Problem
The reply has to be a number alone, equal to how many lines in the entries below hold the string "workflow".

Records for processing

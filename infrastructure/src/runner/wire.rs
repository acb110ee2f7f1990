//! Worker wire format.
//!
//! The parent writes one [`RunRequest`] as JSON to the worker's stdin and
//! closes it; the worker answers with one [`AgentRunResult`] JSON line on
//! stdout. Anything else the worker has to say goes to stderr.

use board_application::context::{Workspace, WorkspaceInfo};
use board_application::ports::agent_runner::AgentRunParams;
use board_application::ports::workspace_executor::WorkspaceExecutor;
use board_domain::AgentRunResult;
use serde::{Deserialize, Serialize};
use std::path::PathBuf;
use std::sync::Arc;
use std::time::Duration;
use thiserror::Error;
use tokio::io::{AsyncRead, AsyncReadExt, AsyncWrite, AsyncWriteExt};

#[derive(Error, Debug)]
pub enum WireError {
    #[error("I/O error: {0}")]
    Io(#[from] std::io::Error),

    #[error("Malformed message: {0}")]
    Malformed(#[from] serde_json::Error),
}

/// [`AgentRunParams`] minus the live executor.
#[derive(Debug, Clone, PartialEq, Eq, Serialize, Deserialize)]
pub struct RunRequest {
    pub project_id: String,
    #[serde(default)]
    pub ticket_id: Option<String>,
    pub profile: String,
    pub task: String,
    #[serde(default)]
    pub system_prompt: String,
    #[serde(default)]
    pub workflow: String,
    pub workspace: WorkspaceInfo,
    #[serde(default)]
    pub session_dir: Option<PathBuf>,
    pub max_duration_ms: u64,
}

impl RunRequest {
    pub fn from_params(params: &AgentRunParams) -> Self {
        Self {
            project_id: params.project_id.clone(),
            ticket_id: params.ticket_id.clone(),
            profile: params.profile.clone(),
            task: params.task.clone(),
            system_prompt: params.system_prompt.clone(),
            workflow: params.workflow.clone(),
            workspace: params.workspace.info.clone(),
            session_dir: params.session_dir.clone(),
            max_duration_ms: u64::try_from(params.max_duration.as_millis()).unwrap_or(u64::MAX),
        }
    }

    /// Rebuild run parameters around an executor for `workspace.root_path`.
    pub fn into_params(self, executor: Arc<dyn WorkspaceExecutor>) -> AgentRunParams {
        AgentRunParams {
            project_id: self.project_id,
            ticket_id: self.ticket_id,
            profile: self.profile,
            task: self.task,
            system_prompt: self.system_prompt,
            workflow: self.workflow,
            workspace: Workspace::new(self.workspace, executor),
            session_dir: self.session_dir,
            max_duration: Duration::from_millis(self.max_duration_ms),
        }
    }
}

/// Read a whole request from `input` (until EOF).
pub async fn read_request<R: AsyncRead + Unpin>(input: &mut R) -> Result<RunRequest, WireError> {
    let mut buf = String::new();
    input.read_to_string(&mut buf).await?;
    Ok(serde_json::from_str(&buf)?)
}

/// Write a result as a single JSON line.
pub async fn write_result<W: AsyncWrite + Unpin>(
    output: &mut W,
    result: &AgentRunResult,
) -> Result<(), WireError> {
    let mut line = serde_json::to_vec(result)?;
    line.push(b'\n');
    output.write_all(&line).await?;
    output.flush().await?;
    Ok(())
}

/// The result is the last non-empty stdout line.
pub fn parse_result(stdout: &str) -> Result<AgentRunResult, WireError> {
    let line = stdout
        .lines()
        .rev()
        .find(|l| !l.trim().is_empty())
        .unwrap_or("");
    Ok(serde_json::from_str(line)?)
}

#[cfg(test)]
mod tests {
    use super::*;
    use crate::workspace::LocalWorkspaceExecutor;
    use board_domain::{RunComment, RunStatus, TicketState, TokenUsage};

    fn params() -> AgentRunParams {
        let info = WorkspaceInfo::new("/work/checkout")
            .with_branch("feature/login")
            .with_persona("dev-1");
        AgentRunParams {
            project_id: "P-1".to_string(),
            ticket_id: Some("T-1".to_string()),
            profile: "developer".to_string(),
            task: "Implement login".to_string(),
            system_prompt: "You are a developer.".to_string(),
            workflow: String::new(),
            workspace: Workspace::new(
                info,
                Arc::new(LocalWorkspaceExecutor::new("/work/checkout")),
            ),
            session_dir: Some(PathBuf::from("/tmp/session")),
            max_duration: Duration::from_secs(90),
        }
    }

    #[tokio::test]
    async fn test_request_survives_the_pipe() {
        let request = RunRequest::from_params(&params());
        let bytes = serde_json::to_vec(&request).unwrap();

        let decoded = read_request(&mut bytes.as_slice()).await.unwrap();
        let rebuilt = decoded.into_params(Arc::new(LocalWorkspaceExecutor::new("/work/checkout")));

        assert_eq!(rebuilt.workspace.info.branch, "feature/login");
        assert_eq!(rebuilt.workspace.info.persona_id.as_deref(), Some("dev-1"));
        assert_eq!(rebuilt.max_duration, Duration::from_secs(90));
        assert_eq!(rebuilt.ticket_id.as_deref(), Some("T-1"));
    }

    #[tokio::test]
    async fn test_result_is_last_line() {
        let result = AgentRunResult {
            status: RunStatus::Completed,
            comments: vec![RunComment::completion("done")],
            ticket_state_change: Some(TicketState::Verification),
            tokens_used: TokenUsage::new(10, 5),
            error: None,
            duration_ms: 42,
        };

        let mut out = b"stray output\n".to_vec();
        write_result(&mut out, &result).await.unwrap();

        let parsed = parse_result(&String::from_utf8(out).unwrap()).unwrap();
        assert_eq!(parsed, result);
    }

    #[test]
    fn test_oversized_duration_saturates() {
        let mut params = params();
        params.max_duration = Duration::from_secs(u64::MAX);
        assert_eq!(RunRequest::from_params(&params).max_duration_ms, u64::MAX);
    }

    #[test]
    fn test_empty_output_is_malformed() {
        assert!(matches!(parse_result(""), Err(WireError::Malformed(_))));
    }
}
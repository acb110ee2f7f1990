//! Shared utilities for use cases.
//!
//! Deadline handling for the agent loop: model calls are bounded by the
//! remaining budget, tool calls are not, and the budget is re-checked
//! between tool calls.

use crate::ports::llm_gateway::GatewayError;
use crate::use_cases::run_agent::RunAgentError;
use board_domain::MAX_RUN_DURATION;
use std::future::Future;
use std::time::Duration;
use tokio::time::Instant;

/// `start + budget`, with the budget clamped to [`MAX_RUN_DURATION`].
pub(crate) fn deadline_after(start: Instant, budget: Duration) -> Instant {
    let budget = budget.min(MAX_RUN_DURATION);
    start
        .checked_add(budget)
        .or_else(|| start.checked_add(Duration::from_secs(24 * 60 * 60)))
        .unwrap_or(start)
}

/// Fail with [`RunAgentError::Timeout`] once the deadline has passed.
pub(crate) fn check_deadline(deadline: Instant) -> Result<(), RunAgentError> {
    if Instant::now() >= deadline {
        return Err(RunAgentError::Timeout);
    }
    Ok(())
}

/// Await a gateway call, giving up when the deadline passes.
pub(crate) async fn with_deadline<T, F>(deadline: Instant, call: F) -> Result<T, RunAgentError>
where
    F: Future<Output = Result<T, GatewayError>>,
{
    check_deadline(deadline)?;
    match tokio::time::timeout_at(deadline, call).await {
        Ok(result) => result.map_err(RunAgentError::Gateway),
        Err(_) => Err(RunAgentError::Timeout),
    }
}
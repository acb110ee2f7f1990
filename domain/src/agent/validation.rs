//! Configuration validation issues.
//!
//! Config loaders collect these instead of failing on the first problem, so
//! a user sees everything wrong with their file at once. Any issue with
//! [`Severity::Error`] aborts startup.

/// Severity level of a configuration issue.
#[derive(Debug, Clone, Copy, PartialEq, Eq)]
pub enum Severity {
    /// Fatal: the configuration cannot work at all.
    Error,
    /// Non-fatal: the configuration works but may not behave as expected.
    Warning,
}

/// Identifies a specific configuration issue.
#[derive(Debug, Clone, Copy, PartialEq, Eq)]
pub enum ConfigIssueCode {
    /// Lifecycle override names a state that does not exist.
    UnknownState,
    /// Lifecycle override contains a self-loop.
    InvalidTransitionTable,
    /// Profile allows a tool that is not registered.
    UnknownTool,
    /// Gateway model name is empty.
    EmptyModel,
    /// A duration or turn limit is zero.
    ZeroLimit,
    /// A duration limit exceeds what a run can honour.
    LimitTooLarge,
    /// Command timeout default exceeds its own cap.
    TimeoutAboveCap,
}

/// A detected issue in the configuration.
#[derive(Debug, Clone, PartialEq, Eq)]
pub struct ConfigIssue {
    pub severity: Severity,
    pub code: ConfigIssueCode,
    pub message: String,
}

impl ConfigIssue {
    pub fn error(code: ConfigIssueCode, message: impl Into<String>) -> Self {
        Self {
            severity: Severity::Error,
            code,
            message: message.into(),
        }
    }

    pub fn warning(code: ConfigIssueCode, message: impl Into<String>) -> Self {
        Self {
            severity: Severity::Warning,
            code,
            message: message.into(),
        }
    }

    pub fn is_error(&self) -> bool {
        self.severity == Severity::Error
    }
}

impl std::fmt::Display for ConfigIssue {
    fn fmt(&self, f: &mut std::fmt::Formatter<'_>) -> std::fmt::Result {
        let label = match self.severity {
            Severity::Error => "error",
            Severity::Warning => "warning",
        };
        write!(f, "{}: {}", label, self.message)
    }
}

#[cfg(test)]
mod tests {
    use super::*;

    #[test]
    fn test_display_includes_severity() {
        let issue = ConfigIssue::warning(ConfigIssueCode::ZeroLimit, "max_tool_turns is 0");
        assert_eq!(issue.to_string(), "warning: max_tool_turns is 0");
        assert!(!issue.is_error());
        assert!(ConfigIssue::error(ConfigIssueCode::EmptyModel, "x").is_error());
    }
}
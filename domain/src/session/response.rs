//! Model response types for native tool use.
//!
//! A response is a list of content blocks mixing text and tool use requests,
//! plus the stop reason and the tokens the call consumed.
//!
//! ```text
//! send_with_tools()   ─▶ LlmResponse ─▶ tool_calls() ─▶ execute ─┐
//! send_tool_results() ◀──────────────────────────────────────────┘
//! ```

use crate::agent::run::TokenUsage;
use crate::tool::entities::ToolCall;
use serde::{Deserialize, Serialize};

/// A single block of content within a model response.
///
/// ```
/// use board_domain::session::response::ContentBlock;
///
/// let text = ContentBlock::Text("Let me read that file.".to_string());
/// assert!(text.as_text().is_some());
///
/// let tool = ContentBlock::ToolUse {
///     id: "call_abc123".to_string(),
///     name: "read_file".to_string(),
///     input: serde_json::json!({"path": "src/main.rs"}),
/// };
/// assert!(tool.as_tool_use().is_some());
/// ```
#[derive(Debug, Clone, PartialEq, Serialize, Deserialize)]
#[serde(tag = "type", rename_all = "snake_case")]
pub enum ContentBlock {
    Text(String),

    /// A tool use request. `input` is passed to the tool unvalidated.
    ToolUse {
        /// Provider-assigned id, echoed back with the tool result
        id: String,
        name: String,
        input: serde_json::Value,
    },
}

impl ContentBlock {
    pub fn as_text(&self) -> Option<&str> {
        match self {
            ContentBlock::Text(s) => Some(s),
            _ => None,
        }
    }

    pub fn as_tool_use(&self) -> Option<(&str, &str, &serde_json::Value)> {
        match self {
            ContentBlock::ToolUse { id, name, input } => Some((id, name, input)),
            _ => None,
        }
    }
}

/// Reason the model stopped generating.
#[derive(Debug, Clone, PartialEq, Eq, Serialize, Deserialize)]
#[serde(rename_all = "snake_case")]
pub enum StopReason {
    /// Natural end of response
    EndTurn,
    /// The model wants tools executed and their results sent back
    ToolUse,
    /// Hit the token limit, response may be truncated
    MaxTokens,
    Other(String),
}

/// A structured model response.
#[derive(Debug, Clone, PartialEq)]
pub struct LlmResponse {
    pub content: Vec<ContentBlock>,
    pub stop_reason: Option<StopReason>,
    pub model: Option<String>,
    /// Tokens consumed by the call that produced this response
    pub usage: TokenUsage,
}

impl LlmResponse {
    /// A text-only response.
    pub fn from_text(text: impl Into<String>) -> Self {
        Self {
            content: vec![ContentBlock::Text(text.into())],
            stop_reason: Some(StopReason::EndTurn),
            model: None,
            usage: TokenUsage::default(),
        }
    }

    pub fn with_usage(mut self, usage: TokenUsage) -> Self {
        self.usage = usage;
        self
    }

    /// Concatenate all `Text` content blocks.
    pub fn text_content(&self) -> String {
        self.content
            .iter()
            .filter_map(|b| b.as_text())
            .collect::<Vec<_>>()
            .join("")
    }

    /// Extract all `ToolUse` blocks as [`ToolCall`]s, in request order.
    pub fn tool_calls(&self) -> Vec<ToolCall> {
        self.content
            .iter()
            .filter_map(|b| match b {
                ContentBlock::ToolUse { id, name, input } => {
                    Some(ToolCall::new(name.clone(), input.clone()).with_call_id(id.clone()))
                }
                _ => None,
            })
            .collect()
    }

    pub fn has_tool_calls(&self) -> bool {
        self.content
            .iter()
            .any(|b| matches!(b, ContentBlock::ToolUse { .. }))
    }
}

#[cfg(test)]
mod tests {
    use super::*;
    use serde_json::json;

    #[test]
    fn from_text_creates_text_only_response() {
        let response = LlmResponse::from_text("Hello, world!");
        assert_eq!(response.text_content(), "Hello, world!");
        assert!(!response.has_tool_calls());
        assert!(response.tool_calls().is_empty());
        assert_eq!(response.stop_reason, Some(StopReason::EndTurn));
        assert_eq!(response.usage.total(), 0);
    }

    #[test]
    fn tool_calls_keep_request_order_and_ids() {
        let response = LlmResponse {
            content: vec![
                ContentBlock::Text("Reading first.".to_string()),
                ContentBlock::ToolUse {
                    id: "call_1".to_string(),
                    name: "read_file".to_string(),
                    input: json!({"path": "README.md"}),
                },
                ContentBlock::ToolUse {
                    id: "call_2".to_string(),
                    name: "git_status".to_string(),
                    input: json!({}),
                },
            ],
            stop_reason: Some(StopReason::ToolUse),
            model: Some("gpt-4o".to_string()),
            usage: TokenUsage::new(120, 30),
        };

        let calls = response.tool_calls();
        assert_eq!(calls.len(), 2);
        assert_eq!(calls[0].tool_name, "read_file");
        assert_eq!(calls[0].call_id.as_deref(), Some("call_1"));
        assert_eq!(calls[0].arguments["path"], "README.md");
        assert_eq!(calls[1].tool_name, "git_status");
        assert_eq!(response.text_content(), "Reading first.");
    }
}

Output for this task
4